*** THE DATA ***

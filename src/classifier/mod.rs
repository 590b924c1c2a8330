//! Network device classifier
//!
//! Turns one observation of a network endpoint (address, TCP port, banner)
//! into a camera classification. Every function here is pure and total:
//! malformed input degrades to a fallback value (`false`, "Unknown", an
//! empty set or no device type) instead of an error.

pub mod address;
pub mod brand;
pub mod capabilities;
pub mod device_type;
pub mod location;
pub mod security;

use std::collections::BTreeSet;

use serde::{Deserialize, Serialize};

pub use address::{is_local_ip, parse_ipv4};
pub use brand::{identify_camera_brand_model, BrandModel, BRAND_TABLE, UNKNOWN_BRAND};
pub use capabilities::{detect_camera_capabilities, Capability};
pub use device_type::{identify_camera_type, CameraType};
pub use location::{estimate_camera_location, LocationZone};
pub use security::{check_camera_security, SecurityIssue};

/// What a scanner saw on one open port
#[derive(Debug, Clone, PartialEq, Eq, Serialize, Deserialize)]
pub struct NetworkObservation {
    pub ip: String,
    pub port: u16,
    /// Raw response text, possibly empty
    pub banner: String,
}

impl NetworkObservation {
    pub fn new(ip: impl Into<String>, port: u16, banner: impl Into<String>) -> Self {
        Self {
            ip: ip.into(),
            port,
            banner: banner.into(),
        }
    }
}

/// Derived attributes of an observation
#[derive(Debug, Clone, PartialEq, Eq, Serialize, Deserialize)]
pub struct ClassificationResult {
    pub device_type: Option<CameraType>,
    pub brand: BrandModel,
    pub capabilities: BTreeSet<Capability>,
    pub security_issues: BTreeSet<SecurityIssue>,
    pub location: LocationZone,
}

impl ClassificationResult {
    pub fn is_camera(&self) -> bool {
        self.device_type.is_some()
    }
}

/// Run every classifier over one observation.
pub fn classify(observation: &NetworkObservation) -> ClassificationResult {
    let banner = observation.banner.as_str();

    ClassificationResult {
        device_type: identify_camera_type(banner, observation.port),
        brand: identify_camera_brand_model(banner),
        capabilities: detect_camera_capabilities(banner),
        security_issues: check_camera_security(banner, &observation.ip, observation.port),
        location: estimate_camera_location(&observation.ip),
    }
}
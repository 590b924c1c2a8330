//! Error handling for the camfinder scanner
//!
//! The classifier itself never fails; these errors come from target
//! parsing, configuration, sockets and report output.

use thiserror::Error;

/// Main error type for scanning operations
#[derive(Debug, Error)]
pub enum ScanError {
    #[error("Network error: {0}")]
    NetworkError(String),

    #[error("Invalid target: {0}")]
    InvalidTarget(String),

    #[error("Port range error: {0}")]
    PortRangeError(String),

    #[error("Configuration error: {0}")]
    ConfigError(String),

    #[error("IO error: {0}")]
    IoError(#[from] std::io::Error),

    #[error("Output error: {0}")]
    OutputError(String),
}

/// Result type alias for scan operations
pub type ScanResult<T> = Result<T, ScanError>;

impl From<toml::de::Error> for ScanError {
    fn from(err: toml::de::Error) -> Self {
        ScanError::ConfigError(format!("Failed to parse TOML: {}", err))
    }
}

impl From<serde_json::Error> for ScanError {
    fn from(err: serde_json::Error) -> Self {
        ScanError::OutputError(err.to_string())
    }
}

impl From<csv::Error> for ScanError {
    fn from(err: csv::Error) -> Self {
        ScanError::OutputError(err.to_string())
    }
}
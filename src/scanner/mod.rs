//! Camera scanner: TCP connect probes feeding the classifier
//!
//! The scanner is the only part of the crate that touches the network.
//! It produces `NetworkObservation`s and hands them to the classifier.

pub mod banner;
pub mod local;
pub mod neighbors;

use std::net::{IpAddr, SocketAddr};
use std::sync::Arc;
use std::time::Instant;

use chrono::{DateTime, Utc};
use futures::future::join_all;
use indicatif::ProgressBar;
use serde::{Deserialize, Serialize};
use tokio::sync::Semaphore;

use crate::classifier::{classify, CameraType, ClassificationResult, NetworkObservation};
use crate::config::ScanConfig;
use crate::utils::target_parser::TargetParser;
use crate::utils::Logger;
use crate::ScanError;

pub use banner::{BannerGrabber, GrabbedBanner, MAX_BANNER_BYTES};

/// One classified endpoint
#[derive(Debug, Clone, Serialize, Deserialize)]
pub struct DeviceReport {
    pub observation: NetworkObservation,
    pub classification: ClassificationResult,
    pub latency_ms: u64,
}

impl DeviceReport {
    pub fn from_observation(observation: NetworkObservation, latency_ms: u64) -> Self {
        let classification = classify(&observation);
        Self {
            observation,
            classification,
            latency_ms,
        }
    }

    pub fn is_camera(&self) -> bool {
        self.classification.is_camera()
    }
}

/// Outcome of a full scan
#[derive(Debug, Clone, Serialize, Deserialize)]
pub struct ScanReport {
    pub target: String,
    pub started_at: DateTime<Utc>,
    pub duration_ms: u64,
    pub hosts_scanned: usize,
    pub ports_probed: usize,
    pub devices: Vec<DeviceReport>,
}

impl ScanReport {
    pub fn camera_count(&self) -> usize {
        self.devices.iter().filter(|d| d.is_camera()).count()
    }
}

/// Scans hosts for camera endpoints
pub struct CameraScanner {
    config: ScanConfig,
    grabber: BannerGrabber,
    semaphore: Arc<Semaphore>,
    progress: Option<ProgressBar>,
}

impl CameraScanner {
    /// Create a scanner; fails if the configuration is invalid
    pub fn new(config: ScanConfig) -> crate::Result<Self> {
        config.validate()?;

        let grabber = BannerGrabber::new(config.timeout_duration(), config.banner_timeout_duration());
        let semaphore = Arc::new(Semaphore::new(config.concurrency));

        Ok(Self {
            config,
            grabber,
            semaphore,
            progress: None,
        })
    }

    /// Tick `progress` once per finished host
    pub fn with_progress(mut self, progress: ProgressBar) -> Self {
        self.progress = Some(progress);
        self
    }

    pub fn config(&self) -> &ScanConfig {
        &self.config
    }

    /// Connect to one port and read its banner.
    ///
    /// `None` means the port is not open. A silent open port gives an empty banner.
    pub async fn probe(&self, ip: IpAddr, port: u16) -> Option<(NetworkObservation, u64)> {
        let grabbed = self.grabber.grab(SocketAddr::new(ip, port)).await?;
        let latency_ms = grabbed.connect_latency.as_millis() as u64;

        Some((NetworkObservation::new(ip.to_string(), port, grabbed.banner), latency_ms))
    }

    /// Check a single port for a camera or CCTV service
    pub async fn check_port(&self, ip: IpAddr, port: u16) -> Option<CameraType> {
        let (observation, _) = self.probe(ip, port).await?;
        classify(&observation).device_type
    }

    /// Probe every configured port of one host.
    ///
    /// Keeps camera-classified endpoints, or every open port when
    /// `include_non_camera` is set.
    pub async fn scan_host(&self, ip: IpAddr) -> Vec<DeviceReport> {
        let probes = self.config.ports.iter().map(|&port| self.probe(ip, port));

        let devices: Vec<DeviceReport> = join_all(probes)
            .await
            .into_iter()
            .flatten()
            .map(|(observation, latency_ms)| DeviceReport::from_observation(observation, latency_ms))
            .filter(|report| self.config.include_non_camera || report.is_camera())
            .collect();

        for device in &devices {
            if let Some(device_type) = device.classification.device_type {
                log::info!(
                    "{}:{} looks like {} ({})",
                    device.observation.ip,
                    device.observation.port,
                    device_type,
                    device.classification.brand.brand
                );
            }
        }

        devices
    }

    async fn scan_host_bounded(&self, ip: IpAddr) -> crate::Result<Vec<DeviceReport>> {
        let _permit = self
            .semaphore
            .acquire()
            .await
            .map_err(|e| ScanError::NetworkError(format!("Scanner shut down: {}", e)))?;

        let devices = self.scan_host(ip).await;

        if let Some(progress) = &self.progress {
            progress.inc(1);
        }

        Ok(devices)
    }

    /// Resolve the configured target (local /24 if unset) and scan every host
    pub async fn scan(&self) -> crate::Result<ScanReport> {
        let target = match &self.config.target {
            Some(target) => target.clone(),
            None => local::default_target().ok_or_else(|| {
                ScanError::NetworkError("Could not determine the local network".to_string())
            })?,
        };

        let parsed = TargetParser::new(self.config.max_hosts, true).parse_target(&target)?;
        self.scan_addresses(&target, &parsed.addresses).await
    }

    /// Scan an explicit list of hosts
    pub async fn scan_addresses(&self, target: &str, hosts: &[IpAddr]) -> crate::Result<ScanReport> {
        let started_at = Utc::now();
        let start = Instant::now();

        Logger::log_scan_start(target, hosts.len(), self.config.ports.len());

        if let Some(progress) = &self.progress {
            progress.set_length(hosts.len() as u64);
        }

        let results = join_all(hosts.iter().map(|&ip| self.scan_host_bounded(ip))).await;

        let mut devices = Vec::new();
        for result in results {
            devices.extend(result?);
        }

        if let Some(progress) = &self.progress {
            progress.finish_and_clear();
        }

        let duration_ms = start.elapsed().as_millis() as u64;
        Logger::log_scan_complete(duration_ms, devices.len(), hosts.len());

        Ok(ScanReport {
            target: target.to_string(),
            started_at,
            duration_ms,
            hosts_scanned: hosts.len(),
            ports_probed: hosts.len() * self.config.ports.len(),
            devices,
        })
    }
}
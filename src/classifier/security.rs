//! Weak-security indicators for camera endpoints
//!
//! Pure keyword and context heuristics. Nothing here sends a request or
//! confirms a vulnerability.

use std::collections::BTreeSet;
use std::fmt;

use serde::{Deserialize, Serialize};

use super::address::{is_local_addr, parse_ipv4};

/// Security issue tag
#[derive(Debug, Clone, Copy, PartialEq, Eq, Hash, PartialOrd, Ord, Serialize, Deserialize)]
pub enum SecurityIssue {
    ExposedAdminLogin,
    UnencryptedHttp,
    PathTraversal,
    InjectionPattern,
    TelnetExposed,
    PublicExposure,
}

impl SecurityIssue {
    pub fn label(&self) -> &'static str {
        match self {
            SecurityIssue::ExposedAdminLogin => "Exposed admin login",
            SecurityIssue::UnencryptedHttp => "Unencrypted HTTP",
            SecurityIssue::PathTraversal => "Path traversal pattern",
            SecurityIssue::InjectionPattern => "Injection pattern",
            SecurityIssue::TelnetExposed => "Telnet exposed",
            SecurityIssue::PublicExposure => "Publicly routable address",
        }
    }
}

impl fmt::Display for SecurityIssue {
    fn fmt(&self, f: &mut fmt::Formatter<'_>) -> fmt::Result {
        f.pad(self.label())
    }
}

const TELNET_PORT: u16 = 23;

const ADMIN_KEYWORDS: &[&str] = &["admin", "password", "login"];
const TRAVERSAL_KEYWORDS: &[&str] = &["../", "..\\", "%2e%2e", "traversal"];
const INJECTION_KEYWORDS: &[&str] = &["sql", "injection", "union select", "<script", "' or '1'='1"];

fn contains_any(haystack: &str, needles: &[&str]) -> bool {
    needles.iter().any(|needle| haystack.contains(needle))
}

/// Collect weak-security indicators from page text plus the endpoint it came from.
pub fn check_camera_security(html: &str, ip: &str, port: u16) -> BTreeSet<SecurityIssue> {
    let html_lower = html.to_lowercase();
    let mut issues = BTreeSet::new();

    if contains_any(&html_lower, ADMIN_KEYWORDS) {
        issues.insert(SecurityIssue::ExposedAdminLogin);
    }

    if html_lower.contains("http") && !html_lower.contains("https") {
        issues.insert(SecurityIssue::UnencryptedHttp);
    }

    if contains_any(&html_lower, TRAVERSAL_KEYWORDS) {
        issues.insert(SecurityIssue::PathTraversal);
    }

    if contains_any(&html_lower, INJECTION_KEYWORDS) {
        issues.insert(SecurityIssue::InjectionPattern);
    }

    if port == TELNET_PORT {
        issues.insert(SecurityIssue::TelnetExposed);
    }

    // Malformed addresses say nothing about exposure
    if let Some(addr) = parse_ipv4(ip) {
        if !is_local_addr(addr) {
            issues.insert(SecurityIssue::PublicExposure);
        }
    }

    issues
}

#[cfg(test)]
mod tests {
    use super::*;

    fn only(issue: SecurityIssue) -> BTreeSet<SecurityIssue> {
        [issue].into_iter().collect()
    }

    #[test]
    fn test_keyword_issues() {
        let ip = "192.168.1.100";
        assert_eq!(
            check_camera_security("admin password login", ip, 80),
            only(SecurityIssue::ExposedAdminLogin)
        );
        assert_eq!(
            check_camera_security("http connection", ip, 80),
            only(SecurityIssue::UnencryptedHttp)
        );
        assert_eq!(
            check_camera_security("directory traversal ../", ip, 80),
            only(SecurityIssue::PathTraversal)
        );
        assert_eq!(
            check_camera_security("sql injection vulnerability", ip, 80),
            only(SecurityIssue::InjectionPattern)
        );
    }

    #[test]
    fn test_https_is_not_flagged() {
        assert!(check_camera_security("https://camera.local/", "10.0.0.5", 443).is_empty());
    }

    #[test]
    fn test_context_issues() {
        let telnet = check_camera_security("", "192.168.1.20", 23);
        assert_eq!(telnet, only(SecurityIssue::TelnetExposed));

        let public = check_camera_security("", "203.0.113.7", 80);
        assert_eq!(public, only(SecurityIssue::PublicExposure));

        assert!(check_camera_security("", "not-an-ip", 80).is_empty());
    }
}
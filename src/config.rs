//! Configuration module for the camfinder scanner

use crate::output::OutputFormat;
use crate::ports::CAMERA_PORTS;
use serde::{Deserialize, Serialize};
use std::fs;
use std::path::Path;
use std::time::Duration;

/// Name of the per-user config file looked up in the home directory
pub const DEFAULT_CONFIG_FILE: &str = ".camfinder.toml";

/// Main configuration structure for scanning operations
#[derive(Debug, Clone, PartialEq, Serialize, Deserialize)]
#[serde(default)]
pub struct ScanConfig {
    /// Target host, CIDR or hostname. `None` scans the local /24.
    pub target: Option<String>,

    /// List of ports to probe on every host
    pub ports: Vec<u16>,

    /// Maximum number of hosts probed at once
    pub concurrency: usize,

    /// Connect timeout in milliseconds
    pub timeout: u64,

    /// How long to wait for a banner after connecting, in milliseconds
    pub banner_timeout: u64,

    /// Report every open port, not only camera-classified ones
    pub include_non_camera: bool,

    /// Refuse targets that expand to more hosts than this
    pub max_hosts: usize,

    /// Report format
    pub output_format: OutputFormat,
}

impl Default for ScanConfig {
    fn default() -> Self {
        Self {
            target: None,
            ports: CAMERA_PORTS.to_vec(),
            concurrency: num_cpus::get().max(1) * 16,
            timeout: 500,
            banner_timeout: 1500,
            include_non_camera: false,
            max_hosts: 65_536,
            output_format: OutputFormat::Text,
        }
    }
}

impl ScanConfig {
    /// Create a new scan configuration
    pub fn new(target: impl Into<String>) -> Self {
        Self {
            target: Some(target.into()),
            ..Default::default()
        }
    }

    /// Set the ports to scan
    pub fn with_ports(mut self, ports: Vec<u16>) -> Self {
        self.ports = ports;
        self
    }

    /// Set the number of hosts probed concurrently
    pub fn with_concurrency(mut self, concurrency: usize) -> Self {
        self.concurrency = concurrency;
        self
    }

    /// Set the connect timeout
    pub fn with_timeout(mut self, timeout: u64) -> Self {
        self.timeout = timeout;
        self
    }

    /// Set the banner read timeout
    pub fn with_banner_timeout(mut self, banner_timeout: u64) -> Self {
        self.banner_timeout = banner_timeout;
        self
    }

    pub fn with_include_non_camera(mut self, include: bool) -> Self {
        self.include_non_camera = include;
        self
    }

    /// Get timeout as Duration
    pub fn timeout_duration(&self) -> Duration {
        Duration::from_millis(self.timeout)
    }

    pub fn banner_timeout_duration(&self) -> Duration {
        Duration::from_millis(self.banner_timeout)
    }

    /// Load configuration from TOML file
    pub fn from_toml_file<P: AsRef<Path>>(path: P) -> crate::Result<Self> {
        let content = fs::read_to_string(path.as_ref()).map_err(|e| {
            crate::ScanError::ConfigError(format!(
                "Failed to read config file {}: {}",
                path.as_ref().display(),
                e
            ))
        })?;

        let config: ScanConfig = toml::from_str(&content)?;
        Ok(config)
    }

    /// Load configuration from ~/.camfinder.toml, falling back to defaults
    pub fn load_default_config() -> Self {
        let home_dir = dirs::home_dir().unwrap_or_else(|| std::path::PathBuf::from("."));
        let config_path = home_dir.join(DEFAULT_CONFIG_FILE);

        if config_path.exists() {
            match Self::from_toml_file(&config_path) {
                Ok(config) => {
                    log::info!("Loaded config from {}", config_path.display());
                    return config;
                }
                Err(e) => log::warn!("Ignoring {}: {}", config_path.display(), e),
            }
        }

        Self::default()
    }

    /// Validate the configuration
    pub fn validate(&self) -> crate::Result<()> {
        if let Some(target) = &self.target {
            if target.trim().is_empty() {
                return Err(crate::ScanError::InvalidTarget("Target cannot be empty".to_string()));
            }
        }

        if self.ports.is_empty() {
            return Err(crate::ScanError::PortRangeError("No ports specified".to_string()));
        }

        if self.ports.contains(&0) {
            return Err(crate::ScanError::PortRangeError("Port 0 is not valid".to_string()));
        }

        if self.concurrency == 0 {
            return Err(crate::ScanError::ConfigError(
                "Concurrency must be greater than 0".to_string(),
            ));
        }

        if self.timeout == 0 || self.banner_timeout == 0 {
            return Err(crate::ScanError::ConfigError(
                "Timeouts must be greater than 0".to_string(),
            ));
        }

        if self.max_hosts == 0 {
            return Err(crate::ScanError::ConfigError(
                "max_hosts must be greater than 0".to_string(),
            ));
        }

        Ok(())
    }
}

*** End of THE DATA ***

| WORK TO BE COMPLETED |
Which lines above run from the one containing "filename src/classifier/security.rs" down to the one containing "Ord, Serialize, Deserialize)]"? Repeat exactly those, both ends included, and nothing else.

| TASK ANSWER |
filename src/classifier/security.rs
//! Weak-security indicators for camera endpoints
//!
//! Pure keyword and context heuristics. Nothing here sends a request or
//! confirms a vulnerability.

use std::collections::BTreeSet;
use std::fmt;

use serde::{Deserialize, Serialize};

use super::address::{is_local_addr, parse_ipv4};

/// Security issue tag
#[derive(Debug, Clone, Copy, PartialEq, Eq, Hash, PartialOrd, Ord, Serialize, Deserialize)]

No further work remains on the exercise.